空気にキンモクセイの香りが満ちて,秋のすべてを包み込む。
毎年繰り返されるこの空気は,1年の中で最も過去を近づける。
思い出す秋はいつも手の届かない遠い日常だ。

あれは8年ほど前になるだろうか。
深夜の遠い街の線路脇で月を眺めた。
線路に入って,川を渡る陸橋の上から月を眺めた。
幻想的で,そして悲しいほどに美しい現実の思い出。

同じ時期に,同じ場所を訪れたことがある。
同じ空気に,同じ月夜。
けれど,もう同じように美しいとは思えなかった。
僕が変わってしまったからだろうな,と思ったら淋しくなった。

今でもそこは同じようにあるだろうか。



2001年10月02日(火)
大型二輪教習

土曜日から大型二輪の技術教習を受け始めた。
今日は2時間連続で乗る。
天気は快晴で,汗ばむほどの陽気だ。

午前一番の教習だと思っていたら,午後2時の予約だった。
いったん自宅に戻って,再度出かける。
Webページ作成にいそしんでいたら食事の時間がなくなっていた。

2時間連続で大型に乗るとそれなりに疲れる。
残念ながら,一本橋や波状路がうまく乗れずに1時間復習となる。
なかなか思った通りにはいかないものだ。

夜は明るい居待ちの月。
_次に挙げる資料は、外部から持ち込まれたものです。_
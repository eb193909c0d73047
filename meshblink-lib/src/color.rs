//! Packed 24-bit alert colors

use std::fmt;

use rgb::RGB8;

/// A 24-bit RGB color packed as `R << 16 | G << 8 | B`.
#[derive(Debug, Clone, Copy, PartialEq, Eq, Hash, Default)]
pub struct AlertColor(u32);

impl AlertColor {
    pub const BLACK: Self = Self::from_rgb(0, 0, 0);
    pub const WHITE: Self = Self::from_rgb(255, 255, 255);
    pub const RED: Self = Self::from_rgb(255, 0, 0);
    pub const GREEN: Self = Self::from_rgb(0, 255, 0);
    pub const BLUE: Self = Self::from_rgb(0, 0, 255);
    pub const YELLOW: Self = Self::from_rgb(255, 255, 0);
    pub const PURPLE: Self = Self::from_rgb(255, 0, 255);
    pub const ORANGE: Self = Self::from_rgb(255, 165, 0);
    pub const CYAN: Self = Self::from_rgb(0, 255, 255);
    pub const PINK: Self = Self::from_rgb(255, 192, 203);
    pub const LIGHT_BLUE: Self = Self::from_rgb(173, 216, 230);
    /// Shown when the router reports new duplicate packets
    pub const AMBER: Self = Self::from_rgb(255, 140, 0);

    #[must_use]
    pub const fn from_rgb(r: u8, g: u8, b: u8) -> Self {
        Self(((r as u32) << 16) | ((g as u32) << 8) | b as u32)
    }

    /// Build from a packed value; bits above the low 24 are dropped.
    #[must_use]
    pub const fn from_packed(packed: u32) -> Self {
        Self(packed & 0x00FF_FFFF)
    }

    #[must_use]
    pub const fn packed(self) -> u32 {
        self.0
    }

    #[must_use]
    pub const fn r(self) -> u8 {
        (self.0 >> 16) as u8
    }

    #[must_use]
    pub const fn g(self) -> u8 {
        (self.0 >> 8) as u8
    }

    #[must_use]
    pub const fn b(self) -> u8 {
        self.0 as u8
    }

    /// Scale every channel by `brightness / 255`, truncating.
    #[must_use]
    pub fn scaled(self, brightness: u8) -> Self {
        // channel * brightness <= 255 * 255, so the quotient always fits in a u8
        #[allow(clippy::cast_possible_truncation)]
        let scale = |c: u8| (u16::from(c) * u16::from(brightness) / 255) as u8;
        Self::from_rgb(scale(self.r()), scale(self.g()), scale(self.b()))
    }
}

impl From<RGB8> for AlertColor {
    fn from(c: RGB8) -> Self {
        Self::from_rgb(c.r, c.g, c.b)
    }
}

impl From<AlertColor> for RGB8 {
    fn from(c: AlertColor) -> Self {
        RGB8::new(c.r(), c.g(), c.b())
    }
}

impl fmt::Display for AlertColor {
    fn fmt(&self, f: &mut fmt::Formatter<'_>) -> fmt::Result {
        write!(f, "0x{:06X}", self.0)
    }
}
本当の満月は今日。
突き抜けるような空に浮かぶ銀色の光。
過去も未来も超越した存在からは,透明感だけが舞い降りてくる。



2001年10月01日(月)
朧月夜

月曜日は雨が多い日。3週間前の診療のときも雨が降っていた。
秋の雨は静かで夏のような不快さはない。

診療を受けに会社に行く。定期がないから車を使った。
10月に入って最初の日,休みに入ってもう2カ月も経ったことを実感する。
流れに流れていく自分に,あまり苦痛は感じなくなった。
なすがまま,なされるがまま,それも悪くないだろうと。

帰り道で彼女を拾って帰途につく。
雨は小やみになり,夕暮れは音もなく闇に変わる。
今日は十五夜。旧暦の8月15日だ。
夜半には雨が止み,雲を通して月が顔を見せてくれた。